//! Configuration validation.
//!
//! # Responsibilities
//! - Semantic validation (serde handles syntactic)
//! - Validate value ranges (timeouts > 0, limits > 0)
//! - Reject environment variable names that cannot exist
//!
//! # Design Decisions
//! - Returns all validation errors, not just first
//! - Validation is pure function: EchoConfig → Result<(), Vec<ValidationError>>

use crate::config::schema::EchoConfig;

#[derive(Debug, Clone, PartialEq, Eq, thiserror::Error)]
pub enum ValidationError {
    #[error("timeouts.request_secs must be greater than zero")]
    ZeroRequestTimeout,

    #[error("limits.max_body_bytes must be greater than zero when set")]
    ZeroBodyLimit,

    #[error("exposure.env_vars contains an empty name")]
    EmptyEnvName,

    #[error("exposure.env_vars entry {0:?} contains '='")]
    InvalidEnvName(String),
}

pub fn validate_config(config: &EchoConfig) -> Result<(), Vec<ValidationError>> {
    let mut errors = Vec::new();

    if config.timeouts.request_secs == 0 {
        errors.push(ValidationError::ZeroRequestTimeout);
    }

    if config.limits.max_body_bytes == Some(0) {
        errors.push(ValidationError::ZeroBodyLimit);
    }

    for name in &config.exposure.env_vars {
        if name.is_empty() {
            errors.push(ValidationError::EmptyEnvName);
        } else if name.contains('=') {
            errors.push(ValidationError::InvalidEnvName(name.clone()));
        }
    }

    if errors.is_empty() {
        Ok(())
    } else {
        Err(errors)
    }
}
//! Pretty JSON rendering for every document the service returns.

use axum::{
    http::{header, HeaderValue},
    response::{IntoResponse, Response},
};
use serde::Serialize;

use crate::echo::error::EchoError;

/// Media type declared on every serialized document.
pub const JSON_CONTENT_TYPE: &str = "application/json";

/// Render `document` as JSON indented by two spaces.
pub fn to_pretty_json<T: Serialize>(document: &T) -> Result<String, EchoError> {
    Ok(serde_json::to_string_pretty(document)?)
}

/// A document answered as `200 OK` pretty JSON.
///
/// Serialization failures become a 500 instead of an empty body.
pub struct JsonDocument<T>(pub T);

impl<T: Serialize> IntoResponse for JsonDocument<T> {
    fn into_response(self) -> Response {
        match to_pretty_json(&self.0) {
            Ok(text) => (
                [(header::CONTENT_TYPE, HeaderValue::from_static(JSON_CONTENT_TYPE))],
                text,
            )
                .into_response(),
            Err(e) => e.into_response(),
        }
    }
}

#[cfg(test)]
mod tests {
    use super::*;
    use crate::echo::reply::EchoReply;
    use axum::http::StatusCode;
    use std::collections::BTreeMap;

    fn sample_reply() -> EchoReply {
        EchoReply {
            method: "GET".into(),
            protocol: "HTTP/1.1".into(),
            host: "example.com".into(),
            port: "9090".into(),
            uri: "/foo?a=1".into(),
            path: "/foo".into(),
            query: "a=1".into(),
            body: "-".into(),
            headers: BTreeMap::from([("Accept".to_string(), "*/*".to_string())]),
            params: BTreeMap::from([("a".to_string(), "1".to_string())]),
        }
    }

    #[test]
    fn test_pretty_json_parses_back() {
        let reply = sample_reply();
        let text = to_pretty_json(&reply).unwrap();

        assert!(text.contains("\n  \"method\": \"GET\""));
        let parsed: EchoReply = serde_json::from_str(&text).unwrap();
        assert_eq!(parsed, reply);
    }

    #[test]
    fn test_pretty_json_is_deterministic() {
        let reply = sample_reply();
        assert_eq!(to_pretty_json(&reply).unwrap(), to_pretty_json(&reply.clone()).unwrap());
    }

    struct Unserializable;

    impl Serialize for Unserializable {
        fn serialize<S: serde::Serializer>(&self, _: S) -> Result<S::Ok, S::Error> {
            Err(serde::ser::Error::custom("refused"))
        }
    }

    #[test]
    fn test_json_document_content_type() {
        let response = JsonDocument(sample_reply()).into_response();
        assert_eq!(response.status(), StatusCode::OK);
        assert_eq!(response.headers()[header::CONTENT_TYPE], JSON_CONTENT_TYPE);
    }

    #[test]
    fn test_json_document_failure_is_500() {
        let response = JsonDocument(Unserializable).into_response();
        assert_eq!(response.status(), StatusCode::INTERNAL_SERVER_ERROR);
    }
}
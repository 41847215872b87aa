//! Shared utilities for integration tests.

use std::net::SocketAddr;

use echo_server::config::{EchoConfig, Environment};
use echo_server::{HttpServer, Shutdown};
use tokio::net::TcpListener;

/// A server running on an ephemeral loopback port.
pub struct TestServer {
    pub addr: SocketAddr,
    pub shutdown: Shutdown,
}

impl TestServer {
    pub fn url(&self, path: &str) -> String {
        format!("http://{}{}", self.addr, path)
    }
}

impl Drop for TestServer {
    fn drop(&mut self) {
        self.shutdown.trigger();
    }
}

/// Start the server with `config`, overriding the listener to loopback:0.
pub async fn start_server(mut config: EchoConfig) -> TestServer {
    config.listener.environment = Environment::Dev;
    config.listener.port = 0;

    let listener = TcpListener::bind(config.listener.bind_address()).await.unwrap();
    let addr = listener.local_addr().unwrap();

    let shutdown = Shutdown::new();
    let server_shutdown = shutdown.subscribe();
    let server = HttpServer::new(config);

    tokio::spawn(async move {
        let _ = server.run(listener, server_shutdown).await;
    });

    TestServer { addr, shutdown }
}

/// Client that never pools connections or goes through a proxy.
pub fn client() -> reqwest::Client {
    reqwest::Client::builder()
        .pool_max_idle_per_host(0)
        .no_proxy()
        .build()
        .unwrap()
}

^^^^^^^^^^^^^^^^

The whole listing above needs to be written out exactly.

» RESPONSE TO THIS EXERCISE:
//! Configuration validation.
//!
//! # Responsibilities
//! - Semantic validation (serde handles syntactic)
//! - Validate value ranges (timeouts > 0, limits > 0)
//! - Reject environment variable names that cannot exist
//!
//! # Design Decisions
//! - Returns all validation errors, not just first
//! - Validation is pure function: EchoConfig → Result<(), Vec<ValidationError>>

use crate::config::schema::EchoConfig;

#[derive(Debug, Clone, PartialEq, Eq, thiserror::Error)]
pub enum ValidationError {
    #[error("timeouts.request_secs must be greater than zero")]
    ZeroRequestTimeout,

    #[error("limits.max_body_bytes must be greater than zero when set")]
    ZeroBodyLimit,

    #[error("exposure.env_vars contains an empty name")]
    EmptyEnvName,

    #[error("exposure.env_vars entry {0:?} contains '='")]
    InvalidEnvName(String),
}

pub fn validate_config(config: &EchoConfig) -> Result<(), Vec<ValidationError>> {
    let mut errors = Vec::new();

    if config.timeouts.request_secs == 0 {
        errors.push(ValidationError::ZeroRequestTimeout);
    }

    if config.limits.max_body_bytes == Some(0) {
        errors.push(ValidationError::ZeroBodyLimit);
    }

    for name in &config.exposure.env_vars {
        if name.is_empty() {
            errors.push(ValidationError::EmptyEnvName);
        } else if name.contains('=') {
            errors.push(ValidationError::InvalidEnvName(name.clone()));
        }
    }

    if errors.is_empty() {
        Ok(())
    } else {
        Err(errors)
    }
}
//! Pretty JSON rendering for every document the service returns.

use axum::{
    http::{header, HeaderValue},
    response::{IntoResponse, Response},
};
use serde::Serialize;

use crate::echo::error::EchoError;

/// Media type declared on every serialized document.
pub const JSON_CONTENT_TYPE: &str = "application/json";

/// Render `document` as JSON indented by two spaces.
pub fn to_pretty_json<T: Serialize>(document: &T) -> Result<String, EchoError> {
    Ok(serde_json::to_string_pretty(document)?)
}

/// A document answered as `200 OK` pretty JSON.
///
/// Serialization failures become a 500 instead of an empty body.
pub struct JsonDocument<T>(pub T);

impl<T: Serialize> IntoResponse for JsonDocument<T> {
    fn into_response(self) -> Response {
        match to_pretty_json(&self.0) {
            Ok(text) => (
                [(header::CONTENT_TYPE, HeaderValue::from_static(JSON_CONTENT_TYPE))],
                text,
            )
                .into_response(),
            Err(e) => e.into_response(),
        }
    }
}

#[cfg(test)]
mod tests {
    use super::*;
    use crate::echo::reply::EchoReply;
    use axum::http::StatusCode;
    use std::collections::BTreeMap;

    fn sample_reply() -> EchoReply {
        EchoReply {
            method: "GET".into(),
            protocol: "HTTP/1.1".into(),
            host: "example.com".into(),
            port: "9090".into(),
            uri: "/foo?a=1".into(),
            path: "/foo".into(),
            query: "a=1".into(),
            body: "-".into(),
            headers: BTreeMap::from([("Accept".to_string(), "*/*".to_string())]),
            params: BTreeMap::from([("a".to_string(), "1".to_string())]),
        }
    }

    #[test]
    fn test_pretty_json_parses_back() {
        let reply = sample_reply();
        let text = to_pretty_json(&reply).unwrap();

        assert!(text.contains("\n  \"method\": \"GET\""));
        let parsed: EchoReply = serde_json::from_str(&text).unwrap();
        assert_eq!(parsed, reply);
    }

    #[test]
    fn test_pretty_json_is_deterministic() {
        let reply = sample_reply();
        assert_eq!(to_pretty_json(&reply).unwrap(), to_pretty_json(&reply.clone()).unwrap());
    }

    struct Unserializable;

    impl Serialize for Unserializable {
        fn serialize<S: serde::Serializer>(&self, _: S) -> Result<S::Ok, S::Error> {
            Err(serde::ser::Error::custom("refused"))
        }
    }

    #[test]
    fn test_json_document_content_type() {
        let response = JsonDocument(sample_reply()).into_response();
        assert_eq!(response.status(), StatusCode::OK);
        assert_eq!(response.headers()[header::CONTENT_TYPE], JSON_CONTENT_TYPE);
    }

    #[test]
    fn test_json_document_failure_is_500() {
        let response = JsonDocument(Unserializable).into_response();
        assert_eq!(response.status(), StatusCode::INTERNAL_SERVER_ERROR);
    }
}
repository 41847215872b87aa
//! Shared utilities for integration tests.

use std::net::SocketAddr;

use echo_server::config::{EchoConfig, Environment};
use echo_server::{HttpServer, Shutdown};
use tokio::net::TcpListener;

/// A server running on an ephemeral loopback port.
pub struct TestServer {
    pub addr: SocketAddr,
    pub shutdown: Shutdown,
}

impl TestServer {
    pub fn url(&self, path: &str) -> String {
        format!("http://{}{}", self.addr, path)
    }
}

impl Drop for TestServer {
    fn drop(&mut self) {
        self.shutdown.trigger();
    }
}

/// Start the server with `config`, overriding the listener to loopback:0.
pub async fn start_server(mut config: EchoConfig) -> TestServer {
    config.listener.environment = Environment::Dev;
    config.listener.port = 0;

    let listener = TcpListener::bind(config.listener.bind_address()).await.unwrap();
    let addr = listener.local_addr().unwrap();

    let shutdown = Shutdown::new();
    let server_shutdown = shutdown.subscribe();
    let server = HttpServer::new(config);

    tokio::spawn(async move {
        let _ = server.run(listener, server_shutdown).await;
    });

    TestServer { addr, shutdown }
}

/// Client that never pools connections or goes through a proxy.
pub fn client() -> reqwest::Client {
    reqwest::Client::builder()
        .pool_max_idle_per_host(0)
        .no_proxy()
        .build()
        .unwrap()
}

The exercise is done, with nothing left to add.